Fixes: 3e9a9e256b1e ("mm: add a vmap_pfn function")
Signed-off-by: Ryan Roberts <ryan.roberts@arm.com>
---
 mm/vmalloc.c | 5 ++++-
 1 file changed, 4 insertions(+), 1 deletion(-)

--
2.25.1
  

Comments

Zi Yan May 11, 2023, 3 p.m. UTC | #1
On 11 May 2023, at 9:21, Ryan Roberts wrote:

> It is bad practice to directly set pte entries within a pte table.
> Instead all modifications must go through arch-provided helpers such as
> set_pte_at() to give the arch code visibility and allow it to validate
> (and potentially modify) the operation.
>
> Fixes: 3e9a9e256b1e ("mm: add a vmap_pfn function")
> Signed-off-by: Ryan Roberts <ryan.roberts@arm.com>
> ---
>  mm/vmalloc.c | 5 ++++-
>  1 file changed, 4 insertions(+), 1 deletion(-)
>
LGTM. Reviewed-by: Zi Yan <ziy@nvidia.com>


--
Best Regards,
Yan, Zi
  
Ryan Roberts May 12, 2023, 11:01 a.m. UTC | #2
On 11/05/2023 16:00, Zi Yan wrote:
> On 11 May 2023, at 9:21, Ryan Roberts wrote:
> 
>> It is bad practice to directly set pte entries within a pte table.
>> Instead all modifications must go through arch-provided helpers such as
>> set_pte_at() to give the arch code visibility and allow it to validate
>> (and potentially modify) the operation.
>>
>> Fixes: 3e9a9e256b1e ("mm: add a vmap_pfn function")
>> Signed-off-by: Ryan Roberts <ryan.roberts@arm.com>
>> ---
>>  mm/vmalloc.c | 5 ++++-
>>  1 file changed, 4 insertions(+), 1 deletion(-)
>>
> LGTM. Reviewed-by: Zi Yan <ziy@nvidia.com>

Thanks for the reviews!
  
Lorenzo Stoakes May 13, 2023, 1:14 p.m. UTC | #3
You've not cc'd the vmalloc reviewers, including the author of 3e9a9e256b1e
whose patch you purport to fix. Please remember to run get_maintainers.pl
on all files you patch and cc them at least on relevant patches.

Have added Christoph + Uladzislau as cc.

You'll definitely want an ack from Christoph on this!

On Thu, May 11, 2023 at 02:21:09PM +0100, Ryan Roberts wrote:
> It is bad practice to directly set pte entries within a pte table.
> Instead all modifications must go through arch-provided helpers such as
> set_pte_at() to give the arch code visibility and allow it to validate
> (and potentially modify) the operation.

This does make sense, and I see for example in xtensa that an arch-specific
instruction is issued under certain circumstances so I do suspect we should
do this.

As for validation, the function never indicates an error, so only in the
sense that a WARN_ON() could _in theory_ trigger is it being
validated.
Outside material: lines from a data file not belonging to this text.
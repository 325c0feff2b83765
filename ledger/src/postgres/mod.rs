//! PostgreSQL-backed ledger store.
//!
//! [`PgDatabase`] runs each primitive on the pool in auto-commit mode;
//! [`PgTx`] runs them on one open transaction. Both go through the same SQL
//! in [`queries`].

mod error;
mod queries;

use std::time::Duration;

use async_trait::async_trait;
use sqlx::postgres::PgPoolOptions;
use sqlx::{PgPool, Postgres, Transaction};
use tracing::{debug, info};

use simplebank_common::{AccountId, EntryId, LedgerError, Result, TransferId};

use crate::account::{Account, NewAccount};
use crate::config::DatabaseConfig;
use crate::entry::Entry;
use crate::store::{Database, LedgerStore, LedgerTx, Page, StoreOp};
use crate::transfer::Transfer;

use error::map_sqlx_error;

/// Postgres datastore over a connection pool.
#[derive(Debug, Clone)]
pub struct PgDatabase {
    pool: PgPool,
}

impl PgDatabase {
    /// Wrap an existing pool.
    pub fn from_pool(pool: PgPool) -> Self {
        Self { pool }
    }

    /// Open a pool as configured, applying migrations when enabled.
    pub async fn connect(config: &DatabaseConfig) -> Result<Self> {
        let pool = PgPoolOptions::new()
            .max_connections(config.max_connections)
            .min_connections(config.min_connections)
            .acquire_timeout(config.acquire_timeout)
            .connect(&config.url)
            .await
            .map_err(|e| map_sqlx_error(StoreOp::Begin, e))?;
        info!(
            max_connections = config.max_connections,
            "Connected to database"
        );

        let db = Self::from_pool(pool);
        if config.run_migrations {
            db.migrate().await?;
        }
        Ok(db)
    }

    /// Apply pending schema migrations.
    pub async fn migrate(&self) -> Result<()> {
        sqlx::migrate!("./migrations")
            .run(&self.pool)
            .await
            .map_err(|e| LedgerError::persistence("migrate", e.to_string()))?;
        debug!("Migrations applied");
        Ok(())
    }

    pub fn pool(&self) -> &PgPool {
        &self.pool
    }
}

#[async_trait]
impl Database for PgDatabase {
    type Tx = PgTx;

    async fn begin(&self) -> Result<PgTx> {
        let tx = self
            .pool
            .begin()
            .await
            .map_err(|e| map_sqlx_error(StoreOp::Begin, e))?;
        Ok(PgTx { tx })
    }
}

#[async_trait]
impl LedgerStore for PgDatabase {
    async fn create_account(&mut self, params: NewAccount) -> Result<Account> {
        queries::create_account(&self.pool, params).await
    }

    async fn get_account(&mut self, id: AccountId) -> Result<Account> {
        queries::get_account(&self.pool, id).await
    }

    async fn list_accounts(&mut self, page: Page) -> Result<Vec<Account>> {
        queries::list_accounts(&self.pool, page).await
    }

    async fn delete_account(&mut self, id: AccountId) -> Result<()> {
        queries::delete_account(&self.pool, id).await
    }

    async fn create_transfer(
        &mut self,
        from: AccountId,
        to: AccountId,
        amount: i64,
    ) -> Result<Transfer> {
        queries::create_transfer(&self.pool, from, to, amount).await
    }

    async fn get_transfer(&mut self, id: TransferId) -> Result<Transfer> {
        queries::get_transfer(&self.pool, id).await
    }

    async fn list_transfers(&mut self, account: AccountId, page: Page) -> Result<Vec<Transfer>> {
        queries::list_transfers(&self.pool, account, page).await
    }

    async fn create_entry(&mut self, account: AccountId, amount: i64) -> Result<Entry> {
        queries::create_entry(&self.pool, account, amount).await
    }

    async fn get_entry(&mut self, id: EntryId) -> Result<Entry> {
        queries::get_entry(&self.pool, id).await
    }

    async fn list_entries(&mut self, account: AccountId, page: Page) -> Result<Vec<Entry>> {
        queries::list_entries(&self.pool, account, page).await
    }

    async fn add_account_balance(&mut self, id: AccountId, delta: i64) -> Result<Account> {
        queries::add_account_balance(&self.pool, id, delta).await
    }
}

/// An open Postgres transaction.
///
/// Dropping it without committing rolls it back when the connection returns
/// to the pool.
pub struct PgTx {
    tx: Transaction<'static, Postgres>,
}

#[async_trait]
impl LedgerStore for PgTx {
    async fn create_account(&mut self, params: NewAccount) -> Result<Account> {
        queries::create_account(&mut *self.tx, params).await
    }

    async fn get_account(&mut self, id: AccountId) -> Result<Account> {
        queries::get_account(&mut *self.tx, id).await
    }

    async fn list_accounts(&mut self, page: Page) -> Result<Vec<Account>> {
        queries::list_accounts(&mut *self.tx, page).await
    }

    async fn delete_account(&mut self, id: AccountId) -> Result<()> {
        queries::delete_account(&mut *self.tx, id).await
    }

    async fn create_transfer(
        &mut self,
        from: AccountId,
        to: AccountId,
        amount: i64,
    ) -> Result<Transfer> {
        queries::create_transfer(&mut *self.tx, from, to, amount).await
    }

    async fn get_transfer(&mut self, id: TransferId) -> Result<Transfer> {
        queries::get_transfer(&mut *self.tx, id).await
    }

    async fn list_transfers(&mut self, account: AccountId, page: Page) -> Result<Vec<Transfer>> {
        queries::list_transfers(&mut *self.tx, account, page).await
    }

    async fn create_entry(&mut self, account: AccountId, amount: i64) -> Result<Entry> {
        queries::create_entry(&mut *self.tx, account, amount).await
    }

    async fn get_entry(&mut self, id: EntryId) -> Result<Entry> {
        queries::get_entry(&mut *self.tx, id).await
    }

    async fn list_entries(&mut self, account: AccountId, page: Page) -> Result<Vec<Entry>> {
        queries::list_entries(&mut *self.tx, account, page).await
    }

    async fn add_account_balance(&mut self, id: AccountId, delta: i64) -> Result<Account> {
        queries::add_account_balance(&mut *self.tx, id, delta).await
    }
}

#[async_trait]
impl LedgerTx for PgTx {
    async fn commit(self) -> Result<()> {
        self.tx
            .commit()
            .await
            .map_err(|e| map_sqlx_error(StoreOp::Commit, e))
    }

    async fn rollback(self) -> Result<()> {
        self.tx
            .rollback()
            .await
            .map_err(|e| map_sqlx_error(StoreOp::Rollback, e))
    }

    /// Sets `lock_timeout` and `statement_timeout` for the rest of the
    /// transaction, so a statement blocked on a row lock is cancelled by the
    /// server and the connection is free for the rollback.
    async fn limit_waits(&mut self, remaining: Duration) -> Result<()> {
        queries::limit_waits(&mut *self.tx, remaining).await
    }
}
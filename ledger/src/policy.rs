//! Overdraft policy applied to the debited account after a transfer.

use std::fmt;
use std::str::FromStr;

use serde::{Deserialize, Serialize};

use simplebank_common::LedgerError;

/// How far below zero a debited balance may go.
#[derive(Debug, Clone, Copy, PartialEq, Eq, Default, Serialize, Deserialize)]
#[serde(rename_all = "snake_case")]
pub enum OverdraftPolicy {
    /// No check; balances may go arbitrarily negative.
    #[default]
    Allow,
    /// The balance must stay at or above zero.
    Deny,
    /// The balance may go down to `-limit`.
    Limit(i64),
}

impl OverdraftPolicy {
    /// Whether `balance` is acceptable after a debit.
    pub fn permits(&self, balance: i64) -> bool {
        match self {
            OverdraftPolicy::Allow => true,
            OverdraftPolicy::Deny => balance >= 0,
            OverdraftPolicy::Limit(limit) => balance >= limit.saturating_neg(),
        }
    }
}

impl fmt::Display for OverdraftPolicy {
    fn fmt(&self, f: &mut fmt::Formatter<'_>) -> fmt::Result {
        match self {
            OverdraftPolicy::Allow => f.write_str("allow"),
            OverdraftPolicy::Deny => f.write_str("deny"),
            OverdraftPolicy::Limit(limit) => write!(f, "limit:{limit}"),
        }
    }
}

impl FromStr for OverdraftPolicy {
    type Err = LedgerError;

    /// Parses `allow`, `deny` or `limit:<minor units>`.
    fn from_str(s: &str) -> Result<Self, Self::Err> {
        let value = s.trim().to_ascii_lowercase();
        match value.as_str() {
            "allow" => Ok(OverdraftPolicy::Allow),
            "deny" => Ok(OverdraftPolicy::Deny),
            _ => {
                let limit = value
                    .strip_prefix("limit:")
                    .and_then(|n| n.trim().parse::<i64>().ok())
                    .ok_or_else(|| {
                        LedgerError::Configuration(format!("unknown overdraft policy: {s}"))
                    })?;
                Ok(OverdraftPolicy::Limit(limit))
            }
        }
    }
}
//! SimpleBank Ledger
//!
//! Ledger store primitives, a transaction runner and the transfer engine that
//! moves funds between accounts as one atomic unit.

pub mod account;
pub mod config;
pub mod context;
pub mod engine;
pub mod entry;
pub mod memory;
pub mod metrics;
pub mod policy;
pub mod postgres;
pub mod store;
pub mod transfer;
pub mod tx;

pub use account::{Account, NewAccount};
pub use config::{DatabaseConfig, LedgerConfig, TransferConfig};
pub use context::{CancelHandle, TxContext};
pub use engine::TransferEngine;
pub use entry::{Entry, EntryType};
pub use memory::MemoryDatabase;
pub use metrics::{ActiveTransfer, EngineMetrics, MetricsSnapshot, SharedMetrics};
pub use policy::OverdraftPolicy;
pub use postgres::PgDatabase;
pub use store::{Database, LedgerStore, LedgerTx, Page, StoreOp};
pub use transfer::{Transfer, TransferRequest, TransferResult};
pub use tx::{TransactionRunner, TxScope};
This might be quite a nitty point :) as set_pte_at() has no
means of indicating an error. But maybe to be pedantic 'check' rather than
'validate'?

>
> Fixes: 3e9a9e256b1e ("mm: add a vmap_pfn function")

Not sure if this is really 'fixing' anything, I mean ostensibly, but not
sure if the tag is relevant here, that is more so for a bug being
introduced, and unless an issue has arisen not sure if it's
appropriate. But this might be a nit, again!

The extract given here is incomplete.